● Assigned task: Retype, word for word, each line between the lines holding "table.grouper_mut().add_use_case(lo, hi);" and "if prefix.is_empty() &&", inclusive, and leave the rest of the data alone.
━━━━━ Task input
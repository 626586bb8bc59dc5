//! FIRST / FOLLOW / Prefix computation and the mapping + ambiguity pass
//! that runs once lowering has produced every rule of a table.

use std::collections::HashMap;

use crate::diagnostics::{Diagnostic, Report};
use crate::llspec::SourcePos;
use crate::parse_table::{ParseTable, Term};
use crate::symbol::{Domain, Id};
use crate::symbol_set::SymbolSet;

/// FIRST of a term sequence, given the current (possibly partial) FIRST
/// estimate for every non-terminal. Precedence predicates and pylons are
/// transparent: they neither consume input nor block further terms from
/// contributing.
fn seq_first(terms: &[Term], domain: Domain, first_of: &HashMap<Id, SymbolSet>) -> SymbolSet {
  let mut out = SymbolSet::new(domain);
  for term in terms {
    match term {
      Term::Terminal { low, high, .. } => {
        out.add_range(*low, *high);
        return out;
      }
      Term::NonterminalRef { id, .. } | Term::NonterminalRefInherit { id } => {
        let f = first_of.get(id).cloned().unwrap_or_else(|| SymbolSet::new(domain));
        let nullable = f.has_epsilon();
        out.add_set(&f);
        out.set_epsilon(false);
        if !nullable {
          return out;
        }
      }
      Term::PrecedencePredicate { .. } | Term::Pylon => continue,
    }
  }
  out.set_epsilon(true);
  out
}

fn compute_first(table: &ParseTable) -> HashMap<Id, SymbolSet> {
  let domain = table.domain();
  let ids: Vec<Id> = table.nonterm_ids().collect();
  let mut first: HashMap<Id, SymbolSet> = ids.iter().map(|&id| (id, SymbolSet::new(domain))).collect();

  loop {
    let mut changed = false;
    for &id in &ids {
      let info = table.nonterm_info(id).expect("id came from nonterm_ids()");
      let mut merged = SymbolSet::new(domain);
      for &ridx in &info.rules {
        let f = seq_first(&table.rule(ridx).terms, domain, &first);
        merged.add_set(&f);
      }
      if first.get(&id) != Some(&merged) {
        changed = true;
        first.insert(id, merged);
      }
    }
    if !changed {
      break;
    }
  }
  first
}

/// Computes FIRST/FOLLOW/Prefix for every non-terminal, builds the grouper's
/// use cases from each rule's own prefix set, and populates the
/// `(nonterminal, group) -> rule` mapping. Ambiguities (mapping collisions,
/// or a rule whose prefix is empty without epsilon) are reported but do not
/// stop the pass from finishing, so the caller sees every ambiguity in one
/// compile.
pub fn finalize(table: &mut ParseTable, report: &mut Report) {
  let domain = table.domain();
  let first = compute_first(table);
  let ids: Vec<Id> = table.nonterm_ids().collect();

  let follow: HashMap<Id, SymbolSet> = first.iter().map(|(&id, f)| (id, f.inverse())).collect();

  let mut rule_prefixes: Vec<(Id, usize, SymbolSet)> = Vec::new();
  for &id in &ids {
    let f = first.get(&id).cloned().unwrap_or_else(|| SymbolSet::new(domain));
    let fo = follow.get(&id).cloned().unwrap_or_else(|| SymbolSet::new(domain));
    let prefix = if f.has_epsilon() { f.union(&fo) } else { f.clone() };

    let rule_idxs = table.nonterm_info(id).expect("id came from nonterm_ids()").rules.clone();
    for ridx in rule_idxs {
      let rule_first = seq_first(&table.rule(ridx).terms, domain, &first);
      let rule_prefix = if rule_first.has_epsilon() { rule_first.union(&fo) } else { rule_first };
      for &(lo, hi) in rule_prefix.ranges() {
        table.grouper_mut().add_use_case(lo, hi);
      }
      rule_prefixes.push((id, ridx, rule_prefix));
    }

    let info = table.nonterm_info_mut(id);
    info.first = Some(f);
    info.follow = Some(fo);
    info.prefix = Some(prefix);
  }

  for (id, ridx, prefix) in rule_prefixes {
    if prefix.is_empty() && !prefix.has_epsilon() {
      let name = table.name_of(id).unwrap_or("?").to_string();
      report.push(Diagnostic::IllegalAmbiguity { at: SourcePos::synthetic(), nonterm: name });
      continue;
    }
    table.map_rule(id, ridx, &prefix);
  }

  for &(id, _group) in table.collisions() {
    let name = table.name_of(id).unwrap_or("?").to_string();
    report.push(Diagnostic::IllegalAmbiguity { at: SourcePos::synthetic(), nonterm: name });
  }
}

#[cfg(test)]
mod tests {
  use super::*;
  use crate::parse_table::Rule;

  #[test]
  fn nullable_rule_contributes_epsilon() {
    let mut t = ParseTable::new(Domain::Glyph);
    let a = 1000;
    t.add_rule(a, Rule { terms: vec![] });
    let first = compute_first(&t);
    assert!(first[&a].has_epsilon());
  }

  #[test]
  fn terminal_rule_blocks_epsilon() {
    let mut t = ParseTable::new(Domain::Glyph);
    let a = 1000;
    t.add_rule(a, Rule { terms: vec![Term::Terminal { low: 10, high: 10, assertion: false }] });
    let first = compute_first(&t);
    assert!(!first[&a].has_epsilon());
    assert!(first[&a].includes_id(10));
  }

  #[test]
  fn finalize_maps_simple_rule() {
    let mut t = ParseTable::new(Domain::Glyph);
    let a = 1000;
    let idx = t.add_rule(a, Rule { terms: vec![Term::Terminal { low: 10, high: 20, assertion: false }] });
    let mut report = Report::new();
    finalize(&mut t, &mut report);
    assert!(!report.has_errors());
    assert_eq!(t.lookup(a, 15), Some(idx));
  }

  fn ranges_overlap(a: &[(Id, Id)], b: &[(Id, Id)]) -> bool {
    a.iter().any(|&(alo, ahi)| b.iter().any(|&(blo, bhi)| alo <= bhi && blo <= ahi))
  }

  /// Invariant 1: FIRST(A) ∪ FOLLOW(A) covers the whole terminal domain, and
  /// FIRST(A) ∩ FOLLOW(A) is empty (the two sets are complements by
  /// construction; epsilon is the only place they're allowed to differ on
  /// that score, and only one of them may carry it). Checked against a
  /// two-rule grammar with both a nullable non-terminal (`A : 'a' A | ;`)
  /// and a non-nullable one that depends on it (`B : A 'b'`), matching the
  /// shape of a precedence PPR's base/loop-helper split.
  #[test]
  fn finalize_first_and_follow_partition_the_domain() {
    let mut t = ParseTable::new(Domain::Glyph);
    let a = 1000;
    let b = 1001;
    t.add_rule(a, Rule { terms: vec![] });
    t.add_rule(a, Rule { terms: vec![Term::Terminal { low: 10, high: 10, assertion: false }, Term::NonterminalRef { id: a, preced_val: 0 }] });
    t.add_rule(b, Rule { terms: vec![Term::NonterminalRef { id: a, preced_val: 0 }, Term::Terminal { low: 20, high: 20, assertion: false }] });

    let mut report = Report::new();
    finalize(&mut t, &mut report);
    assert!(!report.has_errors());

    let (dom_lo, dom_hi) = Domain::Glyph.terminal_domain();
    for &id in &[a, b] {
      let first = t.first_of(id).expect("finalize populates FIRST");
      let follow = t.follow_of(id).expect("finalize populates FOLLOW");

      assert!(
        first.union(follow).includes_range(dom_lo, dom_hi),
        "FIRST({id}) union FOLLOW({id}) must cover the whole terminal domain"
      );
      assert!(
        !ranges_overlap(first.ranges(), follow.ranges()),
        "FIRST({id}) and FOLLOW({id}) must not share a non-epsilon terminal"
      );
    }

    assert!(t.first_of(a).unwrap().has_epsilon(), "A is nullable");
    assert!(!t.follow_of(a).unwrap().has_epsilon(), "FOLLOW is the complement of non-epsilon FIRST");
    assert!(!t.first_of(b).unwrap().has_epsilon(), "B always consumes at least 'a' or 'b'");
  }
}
━━━━━━━━━━
● Reply to the task:
        table.grouper_mut().add_use_case(lo, hi);
      }
      rule_prefixes.push((id, ridx, rule_prefix));
    }

    let info = table.nonterm_info_mut(id);
    info.first = Some(f);
    info.follow = Some(fo);
    info.prefix = Some(prefix);
  }

  for (id, ridx, prefix) in rule_prefixes {
    if prefix.is_empty() && !prefix.has_epsilon() {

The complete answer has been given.